# Corsair H115i - Front oder doch Deckel in Silverstone PM01?



## nitg (22. Juli 2019)

Hallo zusammen!

Kurze Einleitung zur Situation:
Da meine jetztige Lösung mit dem BeQuiet SilentBase 801 leider sehr suboptimal ist (2x Frontlüfter, kein Hecklüfter, H115i im Top einblasend) und ich so nach einiger Zeit einen gewaltigen Hitzestau zusammenbekomme, hab ich mir das Silverstone PM01 bestellt.

Zur Frage:
Im Silverstone PM01 sind ja ab Werk 3 Frontlüfter (1x für PSU-Schacht, 2x für Haupt-Raum) und 1 Hecklüfter ausblasend vormontiert. Nun hätte ich die Möglichkeit, die H115i in die Front zu bauen, was auch derzeit mein Favorit wäre um einen ordentlichen Luftdurchzug zu erhalten. Alternativ könnte ich sie aber auch im Top montieren, was aber vermutlich eine Verwirbelung reinbringen würde.

Nun habe ich folgende Optionen, die H115 einzubauen, was würdet ihr mir denn da empfehlen?
1. Front im Pull-Prinzip
2. Front im Push-Prinzip
3. Top im Pull-Prinzip
4. Top im Push-Prinzip

Vermutlich ist da Variante 2 die beste, falls möglich, oder?

Vielen Dank im Voraus!


edit: Gekühlt werden soll damit übrigens der 3700x


----------



## Dragon AMD (22. Juli 2019)

Warum hast du die Aio einblasen lassen im bequiet?

Warme luft immer raus aus dem Gehäuse.

Gesendet von meinem GT-I9305 mit Tapatalk


----------



## nitg (22. Juli 2019)

Dragon AMD schrieb:


> Warum hast du die Aio einblasen lassen im bequiet?



Das BeQuiet (zumindest 801) war da leider wirklich sehr bescheiden, was  die Einbau-Möglichkeiten betraf und ausblasend bekam ich da nur noch  viel mehr Hitzestau zusammen, da die Luft im schmalen Deckel nicht mehr  wirklich hinausbefördert werden konnte, das Plastik fühlte sich schon  nahe am Schmelzpunkt an 

edit: bekam da teils unter Idle mit dem 3700x 60-65 Grad zusammen.

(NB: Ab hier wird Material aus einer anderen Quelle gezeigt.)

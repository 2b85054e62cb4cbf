//! Outbound half of a connection.
//!
//! A [`Peer`] allocates request ids, owns the pending-request table, and
//! queues outbound messages for the connection's writer task. It is cheap to
//! clone; proxies and handlers keep their own clone so they can call back into
//! the remote side while the router is serving.
//!
//! # Pending table invariant
//!
//! Every id inserted by [`Peer::request`] is removed exactly once: by the
//! matching response ([`Peer::resolve`]), by a timeout, or by
//! [`Peer::close`], which rejects all outstanding entries with
//! [`AppError::ConnectionClosed`].

use std::collections::HashMap;
use std::sync::atomic::{AtomicBool, AtomicI64, Ordering};
use std::sync::Arc;
use std::time::Duration;

use serde::de::DeserializeOwned;
use serde::Serialize;
use serde_json::Value;
use tokio::sync::{mpsc, oneshot, Mutex};
use tracing::{debug, warn};

use crate::rpc::message::{Message, RequestId, Response};
use crate::{AppError, Result};

/// Pending request table: `id` → single-use completion channel.
type PendingMap = HashMap<RequestId, oneshot::Sender<Result<Value>>>;

/// Receiving end of a peer's outbound queue, consumed by the writer task.
#[derive(Debug)]
pub struct Outbound(pub(crate) mpsc::UnboundedReceiver<Message>);

/// Cloneable handle for sending requests and notifications to the remote side.
#[derive(Debug, Clone)]
pub struct Peer {
    inner: Arc<PeerInner>,
}

#[derive(Debug)]
struct PeerInner {
    next_id: AtomicI64,
    pending: Mutex<PendingMap>,
    outbound: mpsc::UnboundedSender<Message>,
    closed: AtomicBool,
    request_timeout: Option<Duration>,
}

impl Peer {
    /// Create a peer and the outbound queue its writer task drains.
    ///
    /// `request_timeout` bounds how long [`Peer::request`] waits for a
    /// response; `None` waits until the response arrives or the connection
    /// closes.
    #[must_use]
    pub fn new(request_timeout: Option<Duration>) -> (Self, Outbound) {
        let (tx, rx) = mpsc::unbounded_channel();
        let peer = Self {
            inner: Arc::new(PeerInner {
                next_id: AtomicI64::new(1),
                pending: Mutex::new(HashMap::new()),
                outbound: tx,
                closed: AtomicBool::new(false),
                request_timeout,
            }),
        };
        (peer, Outbound(rx))
    }

    /// Send a request and wait for the correlated response.
    ///
    /// # Errors
    ///
    /// - [`AppError::Remote`]: the peer answered with an error response.
    /// - [`AppError::ConnectionClosed`]: the connection closed before a
    ///   response arrived, or was already closed.
    /// - [`AppError::Timeout`]: no response within the configured timeout.
    pub async fn request(&self, method: &str, params: Value) -> Result<Value> {
        let id = self.inner.next_id.fetch_add(1, Ordering::SeqCst);
        let (tx, rx) = oneshot::channel();

        {
            let mut pending = self.inner.pending.lock().await;
            // Checked under the lock so `close` cannot miss this entry.
            if self.is_closed() {
                return Err(AppError::ConnectionClosed);
            }
            pending.insert(id, tx);
        }

        debug!(id, method, "rpc: sending request");
        if self.send(Message::request(id, method, params)).is_err() {
            self.inner.pending.lock().await.remove(&id);
            return Err(AppError::ConnectionClosed);
        }

        let received = match self.inner.request_timeout {
            Some(limit) => {
                if let Ok(received) = tokio::time::timeout(limit, rx).await {
                    received
                } else {
                    self.inner.pending.lock().await.remove(&id);
                    warn!(id, method, ?limit, "rpc: request timed out");
                    return Err(AppError::Timeout(format!(
                        "`{method}` did not receive a response within {limit:?}"
                    )));
                }
            }
            None => rx.await,
        };

        received.unwrap_or(Err(AppError::ConnectionClosed))
    }

    /// Typed variant of [`Peer::request`].
    ///
    /// # Errors
    ///
    /// As [`Peer::request`], plus [`AppError::InvalidParams`] when `params`
    /// cannot be serialised and [`AppError::Protocol`] when the result does
    /// not decode into `R`.
    pub async fn request_as<P, R>(&self, method: &str, params: &P) -> Result<R>
    where
        P: Serialize + ?Sized,
        R: DeserializeOwned,
    {
        let params = serde_json::to_value(params).map_err(|e| {
            AppError::InvalidParams(format!("failed to serialise `{method}` params: {e}"))
        })?;
        let value = self.request(method, params).await?;
        serde_json::from_value(value)
            .map_err(|e| AppError::Protocol(format!("unexpected result for `{method}`: {e}")))
    }

    /// Queue a notification; never waits for the remote side.
    ///
    /// # Errors
    ///
    /// Returns [`AppError::ConnectionClosed`] if the connection is closed.
    pub fn notify(&self, method: &str, params: Value) -> Result<()> {
        if self.is_closed() {
            return Err(AppError::ConnectionClosed);
        }
        debug!(method, "rpc: sending notification");
        self.send(Message::notification(method, params))
    }

    /// Typed variant of [`Peer::notify`].
    ///
    /// # Errors
    ///
    /// As [`Peer::notify`], plus [`AppError::InvalidParams`] when `params`
    /// cannot be serialised.
    pub fn notify_as<P>(&self, method: &str, params: &P) -> Result<()>
    where
        P: Serialize + ?Sized,
    {
        let params = serde_json::to_value(params).map_err(|e| {
            AppError::InvalidParams(format!("failed to serialise `{method}` params: {e}"))
        })?;
        self.notify(method, params)
    }

    /// Whether the connection has been torn down.
    #[must_use]
    pub fn is_closed(&self) -> bool {
        self.inner.closed.load(Ordering::SeqCst)
    }

    /// Number of outbound requests still awaiting a response.
    pub async fn pending_count(&self) -> usize {
        self.inner.pending.lock().await.len()
    }

    /// Queue a response to one of the remote side's requests.
    pub(crate) fn respond(&self, response: Response) -> Result<()> {
        self.send(Message::Response(response))
    }

    /// Complete the pending request matching `response.id`.
    ///
    /// Responses with no pending entry (late, duplicate, or after closure) are
    /// discarded with a warning.
    pub(crate) async fn resolve(&self, response: Response) {
        let entry = {
            let mut pending = self.inner.pending.lock().await;
            if self.is_closed() {
                None
            } else {
                pending.remove(&response.id)
            }
        };

        let Some(tx) = entry else {
            warn!(id = response.id, "rpc: discarding response with no pending request");
            return;
        };

        let outcome = response.outcome.map_err(AppError::from);
        if tx.send(outcome).is_err() {
            debug!(id = response.id, "rpc: requester gave up before the response arrived");
        }
    }

    /// Tear down the outbound side, rejecting every pending request.
    pub(crate) async fn close(&self) {
        let drained: Vec<_> = {
            let mut pending = self.inner.pending.lock().await;
            self.inner.closed.store(true, Ordering::SeqCst);
            pending.drain().collect()
        };

        if !drained.is_empty() {
            debug!(count = drained.len(), "rpc: rejecting pending requests on close");
        }
        for (_, tx) in drained {
            let _ = tx.send(Err(AppError::ConnectionClosed));
        }
    }

    fn send(&self, message: Message) -> Result<()> {
        self.inner
            .outbound
            .send(message)
            .map_err(|_| AppError::ConnectionClosed)
    }
}
//! `Content-Length` framing codec.
//!
//! Each message on the wire is an LSP-style header block, a blank line, and
//! exactly `N` bytes of UTF-8 JSON:
//!
//! ```text
//! Content-Length: <N>\r\n
//! \r\n
//! <N bytes of JSON>
//! ```
//!
//! Use [`ContentLengthCodec`] with [`tokio_util::codec::FramedRead`]
//! (inbound) and [`tokio_util::codec::FramedWrite`] (outbound). The decoder
//! buffers partial input, so fragmented chunks and several messages in one
//! chunk both decode to the same message sequence.

use bytes::{BufMut, BytesMut};
use tokio_util::codec::{Decoder, Encoder};

use crate::rpc::message::Message;
use crate::{AppError, Result};

/// Largest body accepted by the decoder: 64 MiB.
///
/// A header announcing more than this fails with [`AppError::Framing`]
/// before any body bytes are buffered.
pub const MAX_BODY_BYTES: usize = 64 * 1024 * 1024;

/// Largest header block accepted before the blank-line terminator: 8 KiB.
pub const MAX_HEADER_BYTES: usize = 8 * 1024;

const HEADER_TERMINATOR: &[u8] = b"\r\n\r\n";

/// Decoder position within the current frame.
#[derive(Debug, Clone, Copy, PartialEq, Eq)]
enum State {
    /// Waiting for a complete header block.
    Header,
    /// Header consumed; waiting for this many body bytes.
    Body(usize),
}

/// Codec turning a byte stream into [`Message`]s and back.
#[derive(Debug)]
pub struct ContentLengthCodec {
    state: State,
}

impl ContentLengthCodec {
    /// Create a codec positioned at the start of a frame.
    #[must_use]
    pub fn new() -> Self {
        Self {
            state: State::Header,
        }
    }
}

impl Default for ContentLengthCodec {
    fn default() -> Self {
        Self::new()
    }
}

impl Decoder for ContentLengthCodec {
    type Item = Message;
    type Error = AppError;

    /// Decode the next complete message from `src`.
    ///
    /// Returns `Ok(None)` while the header or body is still incomplete;
    /// surplus bytes stay in `src` for the next call.
    fn decode(&mut self, src: &mut BytesMut) -> Result<Option<Self::Item>> {
        let length = match self.state {
            State::Body(length) => length,
            State::Header => {
                let Some(end) = find_terminator(src) else {
                    if src.len() > MAX_HEADER_BYTES {
                        return Err(AppError::Framing(format!(
                            "header block exceeds {MAX_HEADER_BYTES} bytes"
                        )));
                    }
                    return Ok(None);
                };
                let header = src.split_to(end + HEADER_TERMINATOR.len());
                let length = parse_content_length(&header[..end])?;
                if length > MAX_BODY_BYTES {
                    return Err(AppError::Framing(format!(
                        "Content-Length {length} exceeds {MAX_BODY_BYTES} bytes"
                    )));
                }
                self.state = State::Body(length);
                length
            }
        };

        if src.len() < length {
            src.reserve(length - src.len());
            return Ok(None);
        }

        let body = src.split_to(length);
        self.state = State::Header;
        serde_json::from_slice(&body)
            .map(Some)
            .map_err(|e| AppError::Framing(format!("malformed json body: {e}")))
    }

    /// Decode at end of stream; a partially received frame is a framing error.
    fn decode_eof(&mut self, src: &mut BytesMut) -> Result<Option<Self::Item>> {
        match self.decode(src)? {
            Some(message) => Ok(Some(message)),
            None if src.is_empty() && self.state == State::Header => Ok(None),
            None => Err(AppError::Framing(
                "stream closed in the middle of a message".into(),
            )),
        }
    }
}

impl Encoder<Message> for ContentLengthCodec {
    type Error = AppError;

    /// Serialise `item` and write the header and body into `dst`.
    fn encode(&mut self, item: Message, dst: &mut BytesMut) -> Result<()> {
        let body = serde_json::to_vec(&item)
            .map_err(|e| AppError::Framing(format!("failed to serialise message: {e}")))?;
        let header = format!("Content-Length: {}\r\n\r\n", body.len());
        dst.reserve(header.len() + body.len());
        dst.put_slice(header.as_bytes());
        dst.put_slice(&body);
        Ok(())
    }
}

// ── Private helpers ───────────────────────────────────────────────────────────

fn find_terminator(buf: &[u8]) -> Option<usize> {
    buf.windows(HEADER_TERMINATOR.len())
        .position(|window| window == HEADER_TERMINATOR)
}

/// Extract the `Content-Length` value from a header block (terminator excluded).
///
/// Header names are matched case-insensitively; other headers such as
/// `Content-Type` are ignored.
fn parse_content_length(block: &[u8]) -> Result<usize> {
    let text = std::str::from_utf8(block)
        .map_err(|_| AppError::Framing("header block is not valid utf-8".into()))?;

    let mut content_length = None;
    for line in text.split("\r\n") {
        let (name, value) = line
            .split_once(':')
            .ok_or_else(|| AppError::Framing(format!("malformed header line: {line:?}")))?;
        if name.trim().eq_ignore_ascii_case("content-length") {
            let value = value.trim();
            let parsed = value.parse::<usize>().map_err(|_| {
                AppError::Framing(format!("non-numeric Content-Length: {value:?}"))
            })?;
            content_length = Some(parsed);
        }
    }

    content_length.ok_or_else(|| AppError::Framing("missing Content-Length header".into()))
}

Einblasend bin ich nun bei ca. 40-45


----------



## Jaho (22. Juli 2019)

Ich würde auf jeden Fall die Front bevorzugen, im Top hast du wieder das Problem das du den Radi mit warmer Gehäuseluft kühlen musst. Ob Push oder Pull wird keinen großen Unterschied machen. Bei niedrigeren Drehzahlen ist generell eher Push zu bevorzugen, bei höheren eher Pull. Das macht aber vieleicht 1-3 °C Unterschied. Dann gibt es natürlich noch die Möglichkeit von Push/Pull, also blaßend und saugend. Dadurch habe ich meinen alten i7 950 ganze 7 Grad kühler bekommen als nur durch Push. Muss aber natürlich nicht immer so sein.


----------



## nitg (22. Juli 2019)

Jaho schrieb:


> Ich würde auf jeden Fall die Front bevorzugen, im Top hast du wieder das Problem das du den Radi mit warmer Gehäuseluft kühlen musst. Ob Push oder Pull wird keinen großen Unterschied machen. Bei niedrigeren Drehzahlen ist generell eher Push zu bevorzugen, bei höheren eher Pull. Das macht aber vieleicht 1-3 °C Unterschied. Dann gibt es natürlich noch die Möglichkeit von Push/Pull, also blaßend und saugend. Dadurch habe ich meinen alten i7 950 ganze 7 Grad kühler bekommen als nur durch Push. Muss aber natürlich nicht immer so sein.



Danke dir für die Antwort! Dann werde ich den Radi in die Front einbauen. Mit Push+Pull hab ich mich bisher noch gar nicht beschäftigt, kann das echt so viel Unterschied machen?


----------



## Jaho (22. Juli 2019)

nitg schrieb:


> Mit Push+Pull hab ich mich bisher noch gar nicht beschäftigt, kann das echt so viel Unterschied machen?



Können schon, aber müssen nicht. Das ist eher im Grenzbereich der Fall, bei hoher Raumtemperatur. Da bekommt man die Wassertemperatur natürlich näher an die Raumtemperatur . Man sollte auch bedenken, dass sich Lautstärke addiert und 4 Lüfter bei gleicher Drehzahl Doppelt soviel Lärm erzeugen.


----------



## nitg (22. Juli 2019)

Jaho schrieb:


> Können schon, aber müssen nicht. Das ist eher im Grenzbereich der Fall, bei hoher Raumtemperatur. Da bekommt man die Wassertemperatur natürlich näher an die Raumtemperatur . Man sollte auch bedenken, dass sich Lautstärke addiert und 4 Lüfter bei gleicher Drehzahl Doppelt soviel Lärm erzeugen.



Ah so war das gemeint, sprich 4 Lüfter auf den Radiator, dachte du meinst einen Lüfter pushen und den anderen pullen lassen. 4 Lüfter mag ich eh nicht, 2 sollten da schon reichen, da ich schon auf Silent aus bin. Werde dann die Lüfter pushen lassen und hoffen, dass alles besser wird 

Danke nochmal!


----------